I am just counting the number of records through UDF. For this I have created a Lua file as below


local function one(rec) return 1 end

local function add(a, b) return a + b end

function count_function(stream) return stream : map(one) : reduce(add); end

On Java Side, I am creating a statement of Secondary index and executing that with queryAggregate to count the number of records. Its like


Statement stmt = new Statement(); stmt.setNamespace(this.namespace); stmt.setSetName(this.set); stmt.setFilters(Filter.range(this.binName2, dataRangeLowerLimit, dataRangeUpperLimit)); stmt.setBinNames(this.binName2);

ResultSet rs = this.client.queryAggregate(null, stmt, “CountFile”, “count_function”); // if (rs.next()) { Object result = rs.getObject(); sum = ((Long)result).doubleValue(); System.out.println("Count = " + sum); }


If I run above code with 1 thread then it works fine and gives the count as per the number of records through filter range. But If I run it with Multiple threads and whether all threads are fetching different range of records or same range of records, it starts giving errors in “count” as well as all threads doesn’t complete execution and JVM remains in execution state.
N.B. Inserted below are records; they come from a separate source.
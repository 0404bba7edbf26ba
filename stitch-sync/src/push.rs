//! Push reconciler: local files → remote.
//!
//! discover → categorize → pair → transmit → confirm → persist.
//!
//! Every discovered path is classified by shape; paths belonging to the same
//! artifact collapse into one item. An item's hashes advance only after the
//! remote accepted it, so a failed send leaves its files "changed" for the next
//! run.

use std::collections::HashSet;
use std::path::Path;

use chrono::Utc;
use serde::Serialize;
use serde_json::Value;

use stitch_core::{Artifact, Item, ItemKind};

use crate::changes;
use crate::error::ItemError;
use crate::hash_cache::HashCache;
use crate::log_scope::LogScope;
use crate::outcome::RunStatus;
use crate::remote::{Remote, WirePayload};

/// Which files a push considers.
#[derive(Debug, Clone, Copy, Default, PartialEq, Eq)]
pub enum PushMode {
    /// Only files the change report lists as changed or new.
    #[default]
    Changed,
    /// Every tracked file, regardless of the cache.
    All,
}

/// One artifact the remote did not receive.
#[derive(Debug, Clone, PartialEq, Eq, Serialize)]
pub struct PushFailure {
    /// First discovered path of the artifact.
    pub file: String,
    #[serde(rename = "type")]
    pub kind: ItemKind,
    pub message: String,
}

#[derive(Debug, Clone, Default, Serialize)]
pub struct PushResult {
    pub success: bool,
    pub pushed: Vec<String>,
    /// Tracked files left alone because they were up to date.
    pub skipped: Vec<String>,
    pub errors: Vec<PushFailure>,
}

impl PushResult {
    pub fn status(&self) -> RunStatus {
        if !self.errors.is_empty() {
            RunStatus::Partial
        } else if self.pushed.is_empty() {
            RunStatus::NothingToDo
        } else {
            RunStatus::Complete
        }
    }
}

/// Bytes of one file that went into a payload.
struct SourceFile {
    rel: String,
    bytes: Vec<u8>,
}

/// Push local artifacts under `root` to `remote`.
///
/// Never fails as a whole: every problem is recorded per item.
pub fn push(root: &Path, remote: &mut dyn Remote, mode: PushMode, scope: &LogScope) -> PushResult {
    let scope = scope.child("push");
    let started_at = Utc::now();
    let mut cache = HashCache::open(root, &scope);

    let tracked = changes::tracked_files(root, &scope);
    let discovered: Vec<String> = match mode {
        PushMode::All => tracked.iter().map(|f| f.rel.clone()).collect(),
        PushMode::Changed => changes::classify(&cache, &tracked, &scope).pending(),
    };
    tracing::info!(target: scope.target(), "{} file(s) to consider", discovered.len());

    let mut result = PushResult::default();
    for (artifact, kind, first) in group(&discovered, &scope) {
        let item_scope = scope.child(kind.as_str());
        match push_artifact(root, remote, &artifact, kind) {
            Ok(files) => {
                for file in files {
                    cache.update_hash(root, &root.join(&file.rel), &file.bytes);
                    result.pushed.push(file.rel);
                }
                tracing::info!(target: item_scope.target(), "pushed {first}");
            }
            Err(err) => {
                tracing::warn!(target: item_scope.target(), "{first}: {err}");
                result.errors.push(PushFailure {
                    file: first,
                    kind,
                    message: err.to_string(),
                });
            }
        }
    }

    if mode == PushMode::Changed {
        let considered: HashSet<&str> = discovered
            .iter()
            .chain(result.pushed.iter())
            .map(String::as_str)
            .collect();
        result.skipped = tracked
            .iter()
            .filter(|f| !considered.contains(f.rel.as_str()))
            .map(|f| f.rel.clone())
            .collect();
    }

    if !result.pushed.is_empty() {
        cache.mark_synced(started_at);
    }
    cache.save();

    result.success = result.errors.is_empty();
    result
}

/// Collapse paths into artifacts, keeping first-seen order and the first path
/// seen for each. Unrecognized shapes are dropped.
fn group(paths: &[String], scope: &LogScope) -> Vec<(Artifact, ItemKind, String)> {
    let mut seen: HashSet<Artifact> = HashSet::new();
    let mut out = Vec::new();
    for rel in paths {
        let artifact = Artifact::classify(rel);
        let Some(kind) = artifact.kind() else {
            tracing::debug!(target: scope.target(), "ignoring {rel}");
            continue;
        };
        if seen.insert(artifact.clone()) {
            out.push((artifact, kind, rel.clone()));
        }
    }
    out
}

fn push_artifact(
    root: &Path,
    remote: &mut dyn Remote,
    artifact: &Artifact,
    kind: ItemKind,
) -> Result<Vec<SourceFile>, ItemError> {
    let (item, files) = load_local(root, artifact, kind)?;
    let payload = WirePayload::from_item(&item)?;
    remote.send(&payload)?;
    Ok(files)
}

/// Read and pair the files of one artifact into a typed item.
fn load_local(
    root: &Path,
    artifact: &Artifact,
    kind: ItemKind,
) -> Result<(Item, Vec<SourceFile>), ItemError> {
    let mut files = Vec::with_capacity(2);

    let content = match artifact.content_path() {
        Some(rel) => {
            let bytes = read_required(root, &rel, "content")?;
            let text = String::from_utf8(bytes.clone())
                .map_err(|_| ItemError::NotUtf8 { rel: rel.clone() })?;
            files.push(SourceFile { rel, bytes });
            Some(text)
        }
        None => None,
    };

    let rel = artifact.metadata_path().ok_or_else(|| ItemError::Unrecognized {
        rel: format!("{artifact:?}"),
    })?;
    let bytes = read_required(root, &rel, "metadata")?;
    let metadata: Value = serde_json::from_slice(&bytes).map_err(|source| ItemError::InvalidJson {
        rel: rel.clone(),
        source,
    })?;
    files.push(SourceFile { rel, bytes });

    let item = Item::from_parts(kind, metadata, content)?;
    Ok((item, files))
}

fn read_required(root: &Path, rel: &str, role: &'static str) -> Result<Vec<u8>, ItemError> {
    match std::fs::read(root.join(rel)) {
        Ok(bytes) => Ok(bytes),
        Err(err) if err.kind() == std::io::ErrorKind::NotFound => Err(ItemError::MissingFile {
            rel: rel.to_string(),
            role,
        }),
        Err(source) => Err(ItemError::Read {
            rel: rel.to_string(),
            source,
        }),
    }
}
Can somebody help me here ?

Thanks Nitin

You need to close the result set in a try/finally block.


ResultSet rs = this.client.queryAggregate(null, stmt, "CountFile", "count_function");

try {
    if (rs.next()) {
        Object result = rs.getObject();
        sum = ((Long)result).doubleValue();
        System.out.println("Count = " + sum);
    }
}
finally {
    rs.close();
}

Does the problem still happen with the latest client (3.0.30) after making this change?

Thanks Brian.

Yes I am closing the result set. I just didn’t paste that snippet.

and yes Its happening with the latest release.

We have been unable to duplicate your issue and we have some more questions about your use-case:

  1. Server version?

  2. Can you provide your aerospike.conf configuration file?

  3. How many nodes in your cluster?

  4. How many records are indexed by your secondary index?

  5. When querying, how many results match the filter when using the same range?

  6. Is rs.Close() called to cancel the query before all results have been retreived through rs.next()?

  7. How many threads is the client using?

  8. Does the problem manifest itself using one query per thread or are you running the queries in a loop on each thread (how many iterations)?

At this point, it would be very helpful if a full program was provided to duplicate the problem.

Aerospike Java client 3.0.31 has been released. This version fixes an aggregation query race condition which is probably the source of your problem.